PROMPT: Each line below from the one containing "self.literals.len()" through the one containing "let complement = l.negate();" should be output exactly as it stands, and no other line should appear.

INFORMATION PROVIDED:
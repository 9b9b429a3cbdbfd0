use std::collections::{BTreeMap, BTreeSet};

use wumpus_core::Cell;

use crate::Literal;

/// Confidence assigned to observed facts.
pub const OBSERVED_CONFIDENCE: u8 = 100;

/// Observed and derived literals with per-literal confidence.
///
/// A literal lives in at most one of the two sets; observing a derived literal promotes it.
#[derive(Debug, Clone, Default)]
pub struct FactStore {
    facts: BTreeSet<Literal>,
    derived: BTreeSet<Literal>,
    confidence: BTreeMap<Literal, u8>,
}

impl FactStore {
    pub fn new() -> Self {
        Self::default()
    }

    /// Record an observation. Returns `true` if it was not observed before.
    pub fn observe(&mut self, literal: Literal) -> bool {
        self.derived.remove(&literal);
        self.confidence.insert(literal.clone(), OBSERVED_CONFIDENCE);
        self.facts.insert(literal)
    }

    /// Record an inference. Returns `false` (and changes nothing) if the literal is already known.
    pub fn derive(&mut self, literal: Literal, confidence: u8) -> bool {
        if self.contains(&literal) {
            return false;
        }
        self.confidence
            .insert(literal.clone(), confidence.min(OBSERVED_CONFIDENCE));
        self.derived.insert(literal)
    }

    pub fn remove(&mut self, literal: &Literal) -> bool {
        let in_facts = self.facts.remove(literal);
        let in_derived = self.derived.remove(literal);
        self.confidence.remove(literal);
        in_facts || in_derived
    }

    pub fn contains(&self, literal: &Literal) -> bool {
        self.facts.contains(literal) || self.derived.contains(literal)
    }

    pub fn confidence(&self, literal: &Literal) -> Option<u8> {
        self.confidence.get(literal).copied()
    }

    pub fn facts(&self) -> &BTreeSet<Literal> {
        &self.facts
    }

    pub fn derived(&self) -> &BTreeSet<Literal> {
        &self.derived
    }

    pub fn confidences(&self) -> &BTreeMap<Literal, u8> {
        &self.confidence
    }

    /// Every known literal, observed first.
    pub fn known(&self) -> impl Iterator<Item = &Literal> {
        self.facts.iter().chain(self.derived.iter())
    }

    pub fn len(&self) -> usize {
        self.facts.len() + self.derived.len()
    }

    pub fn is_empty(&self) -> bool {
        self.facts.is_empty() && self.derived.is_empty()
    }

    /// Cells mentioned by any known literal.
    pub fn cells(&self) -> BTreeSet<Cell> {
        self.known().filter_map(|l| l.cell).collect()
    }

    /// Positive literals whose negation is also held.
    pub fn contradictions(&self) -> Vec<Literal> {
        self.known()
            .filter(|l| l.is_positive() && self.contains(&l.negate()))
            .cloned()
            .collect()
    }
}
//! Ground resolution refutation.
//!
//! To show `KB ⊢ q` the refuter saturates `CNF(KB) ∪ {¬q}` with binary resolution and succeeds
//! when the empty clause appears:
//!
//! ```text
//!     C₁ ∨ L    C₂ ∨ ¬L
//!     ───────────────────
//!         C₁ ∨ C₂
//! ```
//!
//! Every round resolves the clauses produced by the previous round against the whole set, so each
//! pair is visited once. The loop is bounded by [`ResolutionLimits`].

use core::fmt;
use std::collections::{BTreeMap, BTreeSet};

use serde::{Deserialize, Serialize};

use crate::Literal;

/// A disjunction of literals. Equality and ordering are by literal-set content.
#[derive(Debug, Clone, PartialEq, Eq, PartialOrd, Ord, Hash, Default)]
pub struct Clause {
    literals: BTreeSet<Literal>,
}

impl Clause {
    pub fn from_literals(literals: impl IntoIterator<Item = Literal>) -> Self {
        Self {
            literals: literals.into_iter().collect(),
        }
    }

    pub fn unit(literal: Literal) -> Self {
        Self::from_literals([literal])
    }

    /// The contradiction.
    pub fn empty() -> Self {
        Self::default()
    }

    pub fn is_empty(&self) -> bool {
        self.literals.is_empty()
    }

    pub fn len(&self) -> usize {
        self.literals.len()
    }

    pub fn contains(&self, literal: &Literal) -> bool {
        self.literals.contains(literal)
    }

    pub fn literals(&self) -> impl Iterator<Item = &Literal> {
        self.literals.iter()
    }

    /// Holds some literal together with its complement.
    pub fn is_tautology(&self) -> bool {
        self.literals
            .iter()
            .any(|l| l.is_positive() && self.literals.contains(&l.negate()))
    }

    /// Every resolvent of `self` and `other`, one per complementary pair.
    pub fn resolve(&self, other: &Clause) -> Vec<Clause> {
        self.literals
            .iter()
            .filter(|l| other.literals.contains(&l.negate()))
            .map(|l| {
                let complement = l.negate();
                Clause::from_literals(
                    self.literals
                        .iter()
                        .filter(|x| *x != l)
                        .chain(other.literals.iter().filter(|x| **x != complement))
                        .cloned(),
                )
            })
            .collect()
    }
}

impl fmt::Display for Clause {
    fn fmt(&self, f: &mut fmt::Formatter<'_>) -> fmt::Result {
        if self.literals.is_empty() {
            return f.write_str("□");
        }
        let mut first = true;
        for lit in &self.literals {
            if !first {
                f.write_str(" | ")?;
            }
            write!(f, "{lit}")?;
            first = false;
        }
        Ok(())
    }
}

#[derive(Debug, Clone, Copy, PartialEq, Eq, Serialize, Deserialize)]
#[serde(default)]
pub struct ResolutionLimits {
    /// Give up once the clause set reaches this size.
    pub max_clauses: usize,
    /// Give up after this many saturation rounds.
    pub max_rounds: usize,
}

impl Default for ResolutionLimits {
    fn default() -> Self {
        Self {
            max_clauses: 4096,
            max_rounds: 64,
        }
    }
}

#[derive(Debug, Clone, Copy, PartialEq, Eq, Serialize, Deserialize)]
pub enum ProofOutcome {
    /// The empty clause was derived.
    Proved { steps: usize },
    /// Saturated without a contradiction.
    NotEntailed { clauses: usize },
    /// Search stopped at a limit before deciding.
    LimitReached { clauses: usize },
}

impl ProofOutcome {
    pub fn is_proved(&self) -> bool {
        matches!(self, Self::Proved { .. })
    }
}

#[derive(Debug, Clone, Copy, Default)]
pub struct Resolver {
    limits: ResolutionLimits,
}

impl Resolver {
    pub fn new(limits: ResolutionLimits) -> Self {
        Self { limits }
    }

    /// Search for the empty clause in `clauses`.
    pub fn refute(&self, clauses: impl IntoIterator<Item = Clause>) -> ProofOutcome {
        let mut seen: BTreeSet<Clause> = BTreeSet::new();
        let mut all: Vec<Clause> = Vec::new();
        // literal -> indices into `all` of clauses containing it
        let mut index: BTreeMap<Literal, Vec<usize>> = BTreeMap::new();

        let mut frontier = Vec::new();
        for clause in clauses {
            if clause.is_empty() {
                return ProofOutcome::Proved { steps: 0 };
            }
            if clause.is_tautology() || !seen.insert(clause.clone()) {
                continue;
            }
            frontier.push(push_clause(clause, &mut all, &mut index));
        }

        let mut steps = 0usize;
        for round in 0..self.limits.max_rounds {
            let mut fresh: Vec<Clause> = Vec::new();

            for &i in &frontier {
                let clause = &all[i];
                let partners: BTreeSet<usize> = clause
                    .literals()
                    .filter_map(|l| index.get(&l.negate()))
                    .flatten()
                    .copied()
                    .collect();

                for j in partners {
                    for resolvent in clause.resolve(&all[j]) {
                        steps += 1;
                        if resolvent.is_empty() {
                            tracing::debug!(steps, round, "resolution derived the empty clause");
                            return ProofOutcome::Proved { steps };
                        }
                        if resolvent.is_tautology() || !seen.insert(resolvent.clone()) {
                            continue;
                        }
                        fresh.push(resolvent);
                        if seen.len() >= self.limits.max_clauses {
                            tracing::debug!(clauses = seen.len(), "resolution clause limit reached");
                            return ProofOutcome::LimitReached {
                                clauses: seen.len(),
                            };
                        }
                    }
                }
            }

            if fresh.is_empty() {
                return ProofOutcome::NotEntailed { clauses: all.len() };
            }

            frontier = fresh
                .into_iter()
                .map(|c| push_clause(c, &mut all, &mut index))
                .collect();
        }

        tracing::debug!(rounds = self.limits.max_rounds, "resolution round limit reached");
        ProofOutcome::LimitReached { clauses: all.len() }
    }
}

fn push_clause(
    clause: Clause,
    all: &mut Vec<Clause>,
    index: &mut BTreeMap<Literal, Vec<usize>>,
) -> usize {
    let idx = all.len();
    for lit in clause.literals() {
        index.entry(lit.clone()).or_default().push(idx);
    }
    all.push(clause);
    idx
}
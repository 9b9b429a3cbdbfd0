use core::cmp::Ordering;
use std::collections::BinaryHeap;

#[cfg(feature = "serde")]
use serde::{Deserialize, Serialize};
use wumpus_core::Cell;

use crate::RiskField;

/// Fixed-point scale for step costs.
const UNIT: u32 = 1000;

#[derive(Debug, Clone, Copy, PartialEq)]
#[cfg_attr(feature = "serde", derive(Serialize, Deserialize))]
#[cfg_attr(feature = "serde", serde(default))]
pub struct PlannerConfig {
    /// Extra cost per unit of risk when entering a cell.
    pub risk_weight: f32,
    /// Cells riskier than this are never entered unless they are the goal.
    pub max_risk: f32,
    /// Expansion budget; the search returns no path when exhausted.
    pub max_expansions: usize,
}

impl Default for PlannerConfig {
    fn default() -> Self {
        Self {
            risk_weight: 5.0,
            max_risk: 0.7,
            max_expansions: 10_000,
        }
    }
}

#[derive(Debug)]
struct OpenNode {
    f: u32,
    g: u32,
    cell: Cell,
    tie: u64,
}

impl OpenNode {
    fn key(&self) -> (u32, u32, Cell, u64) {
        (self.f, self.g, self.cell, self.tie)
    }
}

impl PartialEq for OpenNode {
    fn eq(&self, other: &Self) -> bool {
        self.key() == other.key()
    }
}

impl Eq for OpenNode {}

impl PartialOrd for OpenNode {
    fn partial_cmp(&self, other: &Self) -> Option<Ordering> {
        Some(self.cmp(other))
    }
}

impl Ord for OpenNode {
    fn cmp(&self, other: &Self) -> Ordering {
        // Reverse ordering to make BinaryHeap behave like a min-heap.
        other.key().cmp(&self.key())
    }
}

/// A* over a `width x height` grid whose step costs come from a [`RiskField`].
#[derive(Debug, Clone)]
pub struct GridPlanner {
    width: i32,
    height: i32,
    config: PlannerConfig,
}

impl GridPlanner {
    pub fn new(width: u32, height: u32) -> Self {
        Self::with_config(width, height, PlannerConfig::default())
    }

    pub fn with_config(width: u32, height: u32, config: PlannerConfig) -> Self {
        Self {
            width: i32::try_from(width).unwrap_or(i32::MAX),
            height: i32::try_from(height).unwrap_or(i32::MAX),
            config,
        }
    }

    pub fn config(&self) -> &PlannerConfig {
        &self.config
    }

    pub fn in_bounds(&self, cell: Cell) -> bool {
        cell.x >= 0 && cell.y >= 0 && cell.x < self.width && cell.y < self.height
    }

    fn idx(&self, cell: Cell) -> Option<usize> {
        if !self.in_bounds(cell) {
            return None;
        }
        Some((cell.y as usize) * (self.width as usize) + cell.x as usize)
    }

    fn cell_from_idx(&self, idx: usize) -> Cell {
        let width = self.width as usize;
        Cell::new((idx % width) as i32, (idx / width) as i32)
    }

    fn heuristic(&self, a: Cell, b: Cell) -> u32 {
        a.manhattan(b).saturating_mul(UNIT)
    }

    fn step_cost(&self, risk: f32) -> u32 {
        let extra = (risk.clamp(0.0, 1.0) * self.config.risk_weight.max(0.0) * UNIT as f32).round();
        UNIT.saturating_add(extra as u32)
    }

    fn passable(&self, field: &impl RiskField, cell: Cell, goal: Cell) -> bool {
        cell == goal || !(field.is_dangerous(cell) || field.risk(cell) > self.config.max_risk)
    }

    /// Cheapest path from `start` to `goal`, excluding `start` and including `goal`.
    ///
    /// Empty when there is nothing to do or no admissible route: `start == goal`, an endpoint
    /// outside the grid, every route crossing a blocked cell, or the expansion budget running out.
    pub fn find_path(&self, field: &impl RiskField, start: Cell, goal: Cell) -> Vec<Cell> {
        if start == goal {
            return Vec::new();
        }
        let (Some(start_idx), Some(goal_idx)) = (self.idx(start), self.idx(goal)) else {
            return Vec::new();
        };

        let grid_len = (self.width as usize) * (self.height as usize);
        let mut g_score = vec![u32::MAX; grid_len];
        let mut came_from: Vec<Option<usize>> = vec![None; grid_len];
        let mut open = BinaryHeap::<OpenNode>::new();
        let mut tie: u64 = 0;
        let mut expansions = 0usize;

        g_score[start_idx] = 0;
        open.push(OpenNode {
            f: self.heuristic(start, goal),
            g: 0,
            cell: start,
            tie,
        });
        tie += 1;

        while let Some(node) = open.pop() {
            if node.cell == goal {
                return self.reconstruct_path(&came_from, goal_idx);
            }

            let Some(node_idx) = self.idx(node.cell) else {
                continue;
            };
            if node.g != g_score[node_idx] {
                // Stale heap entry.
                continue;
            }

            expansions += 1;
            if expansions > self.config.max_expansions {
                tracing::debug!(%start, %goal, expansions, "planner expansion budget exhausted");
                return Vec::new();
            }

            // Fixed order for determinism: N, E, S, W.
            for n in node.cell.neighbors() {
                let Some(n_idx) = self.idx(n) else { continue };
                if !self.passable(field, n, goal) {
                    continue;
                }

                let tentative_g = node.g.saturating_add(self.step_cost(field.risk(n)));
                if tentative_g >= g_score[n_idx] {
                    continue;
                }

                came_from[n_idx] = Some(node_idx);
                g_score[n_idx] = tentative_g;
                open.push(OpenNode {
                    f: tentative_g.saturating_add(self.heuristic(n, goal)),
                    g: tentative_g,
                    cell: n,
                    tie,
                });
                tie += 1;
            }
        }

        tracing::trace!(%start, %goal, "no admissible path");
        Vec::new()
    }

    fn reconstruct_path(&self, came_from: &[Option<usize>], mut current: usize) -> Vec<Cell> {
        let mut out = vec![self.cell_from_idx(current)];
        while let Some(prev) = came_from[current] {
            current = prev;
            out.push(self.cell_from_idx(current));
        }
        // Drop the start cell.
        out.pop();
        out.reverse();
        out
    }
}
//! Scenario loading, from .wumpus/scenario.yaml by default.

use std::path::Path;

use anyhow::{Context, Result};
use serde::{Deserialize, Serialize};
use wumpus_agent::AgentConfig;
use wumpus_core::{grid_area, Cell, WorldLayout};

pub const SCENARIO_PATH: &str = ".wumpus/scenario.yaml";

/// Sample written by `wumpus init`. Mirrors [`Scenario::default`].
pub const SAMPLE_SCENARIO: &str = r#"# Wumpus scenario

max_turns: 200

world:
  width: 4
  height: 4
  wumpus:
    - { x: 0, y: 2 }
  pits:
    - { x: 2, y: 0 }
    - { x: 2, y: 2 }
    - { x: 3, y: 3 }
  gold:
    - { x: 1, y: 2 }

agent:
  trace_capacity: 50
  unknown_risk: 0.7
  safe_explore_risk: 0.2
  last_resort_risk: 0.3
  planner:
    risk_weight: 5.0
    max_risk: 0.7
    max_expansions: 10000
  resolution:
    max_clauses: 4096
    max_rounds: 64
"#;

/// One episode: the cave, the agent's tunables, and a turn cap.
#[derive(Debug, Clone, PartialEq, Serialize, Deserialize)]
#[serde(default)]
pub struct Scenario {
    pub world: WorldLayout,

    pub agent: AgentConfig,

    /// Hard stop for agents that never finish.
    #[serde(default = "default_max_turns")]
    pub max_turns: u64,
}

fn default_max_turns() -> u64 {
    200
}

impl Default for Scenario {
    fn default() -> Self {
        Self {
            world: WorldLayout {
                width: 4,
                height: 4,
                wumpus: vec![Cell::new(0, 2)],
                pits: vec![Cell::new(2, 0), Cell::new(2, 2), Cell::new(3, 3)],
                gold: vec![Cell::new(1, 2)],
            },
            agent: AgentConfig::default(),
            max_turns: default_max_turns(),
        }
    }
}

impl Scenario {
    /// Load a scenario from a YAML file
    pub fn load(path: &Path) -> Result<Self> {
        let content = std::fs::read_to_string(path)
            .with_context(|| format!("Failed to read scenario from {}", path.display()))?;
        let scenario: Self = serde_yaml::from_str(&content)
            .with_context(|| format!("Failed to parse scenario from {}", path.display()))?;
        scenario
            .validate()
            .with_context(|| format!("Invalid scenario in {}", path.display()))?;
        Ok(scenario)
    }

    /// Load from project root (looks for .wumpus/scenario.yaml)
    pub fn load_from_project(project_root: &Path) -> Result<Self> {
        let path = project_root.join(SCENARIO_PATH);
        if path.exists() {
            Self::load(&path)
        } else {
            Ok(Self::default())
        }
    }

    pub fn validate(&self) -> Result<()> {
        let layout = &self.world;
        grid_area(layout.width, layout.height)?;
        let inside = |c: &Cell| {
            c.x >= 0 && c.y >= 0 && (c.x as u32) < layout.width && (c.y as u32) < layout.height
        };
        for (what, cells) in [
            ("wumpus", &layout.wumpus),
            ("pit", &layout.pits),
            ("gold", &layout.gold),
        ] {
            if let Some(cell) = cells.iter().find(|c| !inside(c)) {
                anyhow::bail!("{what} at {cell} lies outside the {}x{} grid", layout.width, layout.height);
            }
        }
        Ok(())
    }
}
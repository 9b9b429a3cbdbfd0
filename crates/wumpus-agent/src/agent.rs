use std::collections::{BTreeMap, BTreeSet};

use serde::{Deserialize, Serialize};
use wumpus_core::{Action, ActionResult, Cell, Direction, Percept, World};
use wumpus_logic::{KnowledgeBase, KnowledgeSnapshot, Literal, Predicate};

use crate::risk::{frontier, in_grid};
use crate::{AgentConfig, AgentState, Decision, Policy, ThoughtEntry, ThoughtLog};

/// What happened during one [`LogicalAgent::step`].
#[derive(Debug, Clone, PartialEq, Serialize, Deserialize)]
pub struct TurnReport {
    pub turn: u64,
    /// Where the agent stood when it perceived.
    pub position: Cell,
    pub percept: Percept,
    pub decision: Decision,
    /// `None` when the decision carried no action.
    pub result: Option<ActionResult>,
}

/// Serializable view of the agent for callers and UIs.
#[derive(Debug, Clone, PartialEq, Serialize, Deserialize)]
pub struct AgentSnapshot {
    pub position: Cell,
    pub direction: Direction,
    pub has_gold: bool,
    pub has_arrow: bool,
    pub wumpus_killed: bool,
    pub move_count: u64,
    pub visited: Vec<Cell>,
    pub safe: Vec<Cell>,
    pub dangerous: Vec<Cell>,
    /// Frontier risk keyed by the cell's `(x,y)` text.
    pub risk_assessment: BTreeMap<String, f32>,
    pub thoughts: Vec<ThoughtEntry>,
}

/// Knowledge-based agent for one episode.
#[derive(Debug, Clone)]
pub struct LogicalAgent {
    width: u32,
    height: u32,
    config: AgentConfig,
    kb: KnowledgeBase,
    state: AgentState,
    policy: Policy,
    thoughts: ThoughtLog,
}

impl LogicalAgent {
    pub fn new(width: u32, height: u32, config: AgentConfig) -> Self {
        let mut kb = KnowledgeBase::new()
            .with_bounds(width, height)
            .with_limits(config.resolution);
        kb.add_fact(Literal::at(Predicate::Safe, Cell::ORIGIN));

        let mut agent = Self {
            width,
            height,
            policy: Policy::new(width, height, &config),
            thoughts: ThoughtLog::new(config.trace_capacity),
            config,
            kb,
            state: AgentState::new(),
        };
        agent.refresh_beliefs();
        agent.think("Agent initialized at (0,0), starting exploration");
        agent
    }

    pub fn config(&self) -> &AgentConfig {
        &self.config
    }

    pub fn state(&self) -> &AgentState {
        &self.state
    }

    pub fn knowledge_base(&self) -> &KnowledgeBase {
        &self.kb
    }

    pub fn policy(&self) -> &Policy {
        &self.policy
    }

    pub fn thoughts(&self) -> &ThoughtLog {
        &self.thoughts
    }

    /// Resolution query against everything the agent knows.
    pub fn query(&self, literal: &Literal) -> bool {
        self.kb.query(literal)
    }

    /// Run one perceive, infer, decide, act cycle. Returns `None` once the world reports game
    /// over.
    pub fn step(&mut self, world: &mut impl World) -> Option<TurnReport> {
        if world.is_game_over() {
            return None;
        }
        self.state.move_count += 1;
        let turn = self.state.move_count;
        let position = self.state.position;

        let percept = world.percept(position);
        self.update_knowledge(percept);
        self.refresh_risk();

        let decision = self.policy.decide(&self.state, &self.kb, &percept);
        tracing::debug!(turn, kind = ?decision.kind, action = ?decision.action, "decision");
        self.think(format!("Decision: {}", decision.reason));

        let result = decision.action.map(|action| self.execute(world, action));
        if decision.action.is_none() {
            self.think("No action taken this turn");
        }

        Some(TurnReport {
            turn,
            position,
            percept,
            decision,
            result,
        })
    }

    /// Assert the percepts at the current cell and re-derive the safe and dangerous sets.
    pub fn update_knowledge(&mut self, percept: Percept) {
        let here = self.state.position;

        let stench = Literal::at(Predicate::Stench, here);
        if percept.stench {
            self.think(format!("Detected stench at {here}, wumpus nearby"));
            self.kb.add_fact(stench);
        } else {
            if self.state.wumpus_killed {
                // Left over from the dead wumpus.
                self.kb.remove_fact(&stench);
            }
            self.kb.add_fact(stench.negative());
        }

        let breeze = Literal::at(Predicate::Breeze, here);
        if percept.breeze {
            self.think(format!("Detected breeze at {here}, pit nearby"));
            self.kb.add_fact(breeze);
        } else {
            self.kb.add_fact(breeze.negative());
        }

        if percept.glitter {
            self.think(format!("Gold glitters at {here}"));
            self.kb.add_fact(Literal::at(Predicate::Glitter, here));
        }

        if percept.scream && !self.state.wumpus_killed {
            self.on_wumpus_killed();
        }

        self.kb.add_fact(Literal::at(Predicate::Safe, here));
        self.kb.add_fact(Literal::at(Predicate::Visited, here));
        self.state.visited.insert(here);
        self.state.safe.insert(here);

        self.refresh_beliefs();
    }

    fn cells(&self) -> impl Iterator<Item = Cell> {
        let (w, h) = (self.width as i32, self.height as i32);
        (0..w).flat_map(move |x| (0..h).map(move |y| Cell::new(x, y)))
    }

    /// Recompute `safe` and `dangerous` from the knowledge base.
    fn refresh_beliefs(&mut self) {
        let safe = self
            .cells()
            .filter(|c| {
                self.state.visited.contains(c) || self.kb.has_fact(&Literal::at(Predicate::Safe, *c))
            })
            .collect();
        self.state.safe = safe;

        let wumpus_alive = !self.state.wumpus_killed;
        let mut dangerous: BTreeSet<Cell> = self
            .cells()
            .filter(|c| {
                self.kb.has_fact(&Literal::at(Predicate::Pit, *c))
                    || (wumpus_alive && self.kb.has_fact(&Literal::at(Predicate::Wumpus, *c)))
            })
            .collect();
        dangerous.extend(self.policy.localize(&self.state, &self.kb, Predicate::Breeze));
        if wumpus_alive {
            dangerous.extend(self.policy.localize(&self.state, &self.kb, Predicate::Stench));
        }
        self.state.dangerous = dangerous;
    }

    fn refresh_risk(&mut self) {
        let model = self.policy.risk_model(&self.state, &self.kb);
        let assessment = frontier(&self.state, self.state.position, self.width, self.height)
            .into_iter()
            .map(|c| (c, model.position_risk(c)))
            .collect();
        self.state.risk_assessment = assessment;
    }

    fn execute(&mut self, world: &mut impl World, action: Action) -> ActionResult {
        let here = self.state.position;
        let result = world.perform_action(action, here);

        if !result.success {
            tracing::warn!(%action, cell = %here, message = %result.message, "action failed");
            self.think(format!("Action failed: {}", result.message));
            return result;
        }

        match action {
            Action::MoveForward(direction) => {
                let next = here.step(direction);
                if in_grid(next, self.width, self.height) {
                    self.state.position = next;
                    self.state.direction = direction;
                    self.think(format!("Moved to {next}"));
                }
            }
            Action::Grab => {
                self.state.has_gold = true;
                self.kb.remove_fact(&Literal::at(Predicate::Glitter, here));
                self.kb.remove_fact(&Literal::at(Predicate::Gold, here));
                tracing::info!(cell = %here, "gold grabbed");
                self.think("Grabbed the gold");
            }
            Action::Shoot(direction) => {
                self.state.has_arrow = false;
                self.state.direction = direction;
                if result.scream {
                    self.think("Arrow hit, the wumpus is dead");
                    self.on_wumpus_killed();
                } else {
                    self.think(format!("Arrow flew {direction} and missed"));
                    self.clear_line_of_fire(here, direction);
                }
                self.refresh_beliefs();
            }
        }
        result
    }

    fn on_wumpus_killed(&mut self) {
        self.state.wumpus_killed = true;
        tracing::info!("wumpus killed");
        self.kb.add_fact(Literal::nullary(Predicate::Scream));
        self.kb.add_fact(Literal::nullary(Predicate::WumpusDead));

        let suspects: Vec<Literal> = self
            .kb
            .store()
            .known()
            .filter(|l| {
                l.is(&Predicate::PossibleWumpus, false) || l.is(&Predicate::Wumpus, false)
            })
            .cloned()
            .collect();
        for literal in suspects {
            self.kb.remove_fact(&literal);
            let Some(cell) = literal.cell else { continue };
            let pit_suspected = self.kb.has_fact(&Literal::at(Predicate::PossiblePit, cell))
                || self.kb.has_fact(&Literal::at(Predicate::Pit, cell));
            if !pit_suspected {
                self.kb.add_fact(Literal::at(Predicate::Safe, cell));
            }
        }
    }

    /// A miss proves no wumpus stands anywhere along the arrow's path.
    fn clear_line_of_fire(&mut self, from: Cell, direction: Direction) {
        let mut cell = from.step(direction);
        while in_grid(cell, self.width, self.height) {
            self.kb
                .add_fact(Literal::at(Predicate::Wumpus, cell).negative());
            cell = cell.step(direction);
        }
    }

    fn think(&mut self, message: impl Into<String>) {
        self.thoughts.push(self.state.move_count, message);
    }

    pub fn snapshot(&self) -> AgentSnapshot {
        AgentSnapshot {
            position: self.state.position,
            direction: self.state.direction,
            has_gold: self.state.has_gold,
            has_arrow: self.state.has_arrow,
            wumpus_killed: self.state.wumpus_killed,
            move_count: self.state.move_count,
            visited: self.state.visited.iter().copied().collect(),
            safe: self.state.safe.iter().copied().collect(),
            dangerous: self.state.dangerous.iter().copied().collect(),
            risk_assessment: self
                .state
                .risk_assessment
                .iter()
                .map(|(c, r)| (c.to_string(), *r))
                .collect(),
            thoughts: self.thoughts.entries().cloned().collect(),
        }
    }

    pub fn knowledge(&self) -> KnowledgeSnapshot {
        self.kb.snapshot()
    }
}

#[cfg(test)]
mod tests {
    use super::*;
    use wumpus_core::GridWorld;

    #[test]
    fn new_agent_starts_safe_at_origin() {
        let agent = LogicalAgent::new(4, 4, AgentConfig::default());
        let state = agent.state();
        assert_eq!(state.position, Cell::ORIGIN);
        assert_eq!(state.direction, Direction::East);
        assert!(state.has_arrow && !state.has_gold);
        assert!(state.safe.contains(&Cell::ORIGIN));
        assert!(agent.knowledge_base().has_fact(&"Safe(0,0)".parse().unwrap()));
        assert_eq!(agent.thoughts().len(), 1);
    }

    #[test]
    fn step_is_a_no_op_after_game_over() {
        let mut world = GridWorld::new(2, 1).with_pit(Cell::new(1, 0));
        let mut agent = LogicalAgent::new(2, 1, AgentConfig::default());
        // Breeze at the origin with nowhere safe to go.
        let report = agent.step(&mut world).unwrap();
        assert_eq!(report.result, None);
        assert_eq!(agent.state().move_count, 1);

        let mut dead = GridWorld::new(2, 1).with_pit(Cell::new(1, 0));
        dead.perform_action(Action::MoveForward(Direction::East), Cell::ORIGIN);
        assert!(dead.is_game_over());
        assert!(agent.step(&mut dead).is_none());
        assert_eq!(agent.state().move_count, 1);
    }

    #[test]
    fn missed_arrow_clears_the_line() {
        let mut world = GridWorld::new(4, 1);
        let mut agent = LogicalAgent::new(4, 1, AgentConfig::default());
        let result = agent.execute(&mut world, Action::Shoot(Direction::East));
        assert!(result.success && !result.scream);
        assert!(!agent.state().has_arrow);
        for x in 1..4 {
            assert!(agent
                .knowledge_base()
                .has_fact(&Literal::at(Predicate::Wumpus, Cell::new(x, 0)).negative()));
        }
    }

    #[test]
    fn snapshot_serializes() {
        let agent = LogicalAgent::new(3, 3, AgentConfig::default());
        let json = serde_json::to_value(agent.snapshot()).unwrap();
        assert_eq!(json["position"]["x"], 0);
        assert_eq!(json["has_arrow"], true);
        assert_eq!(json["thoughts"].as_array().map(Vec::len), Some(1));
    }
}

RESPONSE TO THIS TASK:
        self.literals.len()
    }

    pub fn contains(&self, literal: &Literal) -> bool {
        self.literals.contains(literal)
    }

    pub fn literals(&self) -> impl Iterator<Item = &Literal> {
        self.literals.iter()
    }

    /// Holds some literal together with its complement.
    pub fn is_tautology(&self) -> bool {
        self.literals
            .iter()
            .any(|l| l.is_positive() && self.literals.contains(&l.negate()))
    }

    /// Every resolvent of `self` and `other`, one per complementary pair.
    pub fn resolve(&self, other: &Clause) -> Vec<Clause> {
        self.literals
            .iter()
            .filter(|l| other.literals.contains(&l.negate()))
            .map(|l| {
                let complement = l.negate();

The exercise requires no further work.